| TASK ITEM |
Return all the lines below, exactly as they read.

| Collected data entries |
* * * * * * *

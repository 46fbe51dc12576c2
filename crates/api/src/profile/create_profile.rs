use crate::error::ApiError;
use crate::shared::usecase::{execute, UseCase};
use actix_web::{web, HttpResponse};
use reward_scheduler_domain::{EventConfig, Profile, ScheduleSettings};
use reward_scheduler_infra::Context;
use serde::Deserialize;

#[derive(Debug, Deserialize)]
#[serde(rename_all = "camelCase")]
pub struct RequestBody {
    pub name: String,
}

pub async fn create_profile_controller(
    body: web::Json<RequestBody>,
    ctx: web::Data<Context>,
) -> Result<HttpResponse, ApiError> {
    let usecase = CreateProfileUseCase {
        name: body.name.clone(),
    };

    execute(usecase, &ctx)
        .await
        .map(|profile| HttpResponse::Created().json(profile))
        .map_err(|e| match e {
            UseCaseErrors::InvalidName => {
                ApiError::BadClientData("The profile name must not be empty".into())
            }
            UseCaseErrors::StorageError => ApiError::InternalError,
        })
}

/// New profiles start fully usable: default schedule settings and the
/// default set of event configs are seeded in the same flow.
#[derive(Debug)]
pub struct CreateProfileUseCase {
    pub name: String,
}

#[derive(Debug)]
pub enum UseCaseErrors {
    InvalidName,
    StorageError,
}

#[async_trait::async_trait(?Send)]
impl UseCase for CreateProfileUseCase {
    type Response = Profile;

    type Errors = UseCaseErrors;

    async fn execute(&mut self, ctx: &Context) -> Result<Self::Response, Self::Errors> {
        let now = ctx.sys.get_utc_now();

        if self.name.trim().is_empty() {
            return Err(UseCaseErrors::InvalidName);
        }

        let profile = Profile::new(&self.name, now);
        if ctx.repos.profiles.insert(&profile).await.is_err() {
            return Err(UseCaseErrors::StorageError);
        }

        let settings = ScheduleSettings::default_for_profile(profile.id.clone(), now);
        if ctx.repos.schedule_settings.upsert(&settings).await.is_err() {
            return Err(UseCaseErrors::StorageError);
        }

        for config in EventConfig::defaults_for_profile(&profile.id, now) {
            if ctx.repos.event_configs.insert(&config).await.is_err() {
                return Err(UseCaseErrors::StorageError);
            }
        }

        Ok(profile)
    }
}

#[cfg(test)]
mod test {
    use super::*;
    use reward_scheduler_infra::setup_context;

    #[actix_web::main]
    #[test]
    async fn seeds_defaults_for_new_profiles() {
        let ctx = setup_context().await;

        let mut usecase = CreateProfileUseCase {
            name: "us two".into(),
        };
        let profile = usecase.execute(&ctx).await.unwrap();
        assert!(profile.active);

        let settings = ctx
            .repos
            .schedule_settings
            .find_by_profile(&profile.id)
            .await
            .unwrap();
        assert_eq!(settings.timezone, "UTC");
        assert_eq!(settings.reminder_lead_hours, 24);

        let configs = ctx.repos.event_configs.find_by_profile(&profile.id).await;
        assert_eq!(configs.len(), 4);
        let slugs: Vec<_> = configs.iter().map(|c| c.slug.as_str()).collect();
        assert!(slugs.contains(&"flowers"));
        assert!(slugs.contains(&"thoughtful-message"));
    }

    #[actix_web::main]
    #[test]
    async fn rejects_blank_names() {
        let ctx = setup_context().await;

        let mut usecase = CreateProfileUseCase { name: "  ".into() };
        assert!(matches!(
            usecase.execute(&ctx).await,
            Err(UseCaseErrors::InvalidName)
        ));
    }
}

* * * * * * *

| RESPONSE AREA |
repository 46fbe51dc12576c2
filename crates/api/src/profile/create_profile.rs
use crate::error::ApiError;
use crate::shared::usecase::{execute, UseCase};
use actix_web::{web, HttpResponse};
use reward_scheduler_domain::{EventConfig, Profile, ScheduleSettings};
use reward_scheduler_infra::Context;
use serde::Deserialize;

#[derive(Debug, Deserialize)]
#[serde(rename_all = "camelCase")]
pub struct RequestBody {
    pub name: String,
}

pub async fn create_profile_controller(
    body: web::Json<RequestBody>,
    ctx: web::Data<Context>,
) -> Result<HttpResponse, ApiError> {
    let usecase = CreateProfileUseCase {
        name: body.name.clone(),
    };

    execute(usecase, &ctx)
        .await
        .map(|profile| HttpResponse::Created().json(profile))
        .map_err(|e| match e {
            UseCaseErrors::InvalidName => {
                ApiError::BadClientData("The profile name must not be empty".into())
            }
            UseCaseErrors::StorageError => ApiError::InternalError,
        })
}

/// New profiles start fully usable: default schedule settings and the
/// default set of event configs are seeded in the same flow.
#[derive(Debug)]
pub struct CreateProfileUseCase {
    pub name: String,
}

#[derive(Debug)]
pub enum UseCaseErrors {
    InvalidName,
    StorageError,
}

#[async_trait::async_trait(?Send)]
impl UseCase for CreateProfileUseCase {
    type Response = Profile;

    type Errors = UseCaseErrors;

    async fn execute(&mut self, ctx: &Context) -> Result<Self::Response, Self::Errors> {
        let now = ctx.sys.get_utc_now();

        if self.name.trim().is_empty() {
            return Err(UseCaseErrors::InvalidName);
        }

        let profile = Profile::new(&self.name, now);
        if ctx.repos.profiles.insert(&profile).await.is_err() {
            return Err(UseCaseErrors::StorageError);
        }

        let settings = ScheduleSettings::default_for_profile(profile.id.clone(), now);
        if ctx.repos.schedule_settings.upsert(&settings).await.is_err() {
            return Err(UseCaseErrors::StorageError);
        }

        for config in EventConfig::defaults_for_profile(&profile.id, now) {
            if ctx.repos.event_configs.insert(&config).await.is_err() {
                return Err(UseCaseErrors::StorageError);
            }
        }

        Ok(profile)
    }
}

#[cfg(test)]
mod test {
    use super::*;
    use reward_scheduler_infra::setup_context;

    #[actix_web::main]
    #[test]
    async fn seeds_defaults_for_new_profiles() {
        let ctx = setup_context().await;

        let mut usecase = CreateProfileUseCase {
            name: "us two".into(),
        };
        let profile = usecase.execute(&ctx).await.unwrap();
        assert!(profile.active);

        let settings = ctx
            .repos
            .schedule_settings
            .find_by_profile(&profile.id)
            .await
            .unwrap();
        assert_eq!(settings.timezone, "UTC");
        assert_eq!(settings.reminder_lead_hours, 24);

        let configs = ctx.repos.event_configs.find_by_profile(&profile.id).await;
        assert_eq!(configs.len(), 4);
        let slugs: Vec<_> = configs.iter().map(|c| c.slug.as_str()).collect();
        assert!(slugs.contains(&"flowers"));
        assert!(slugs.contains(&"thoughtful-message"));
    }

    #[actix_web::main]
    #[test]
    async fn rejects_blank_names() {
        let ctx = setup_context().await;

        let mut usecase = CreateProfileUseCase { name: "  ".into() };
        assert!(matches!(
            usecase.execute(&ctx).await,
            Err(UseCaseErrors::InvalidName)
        ));
    }
}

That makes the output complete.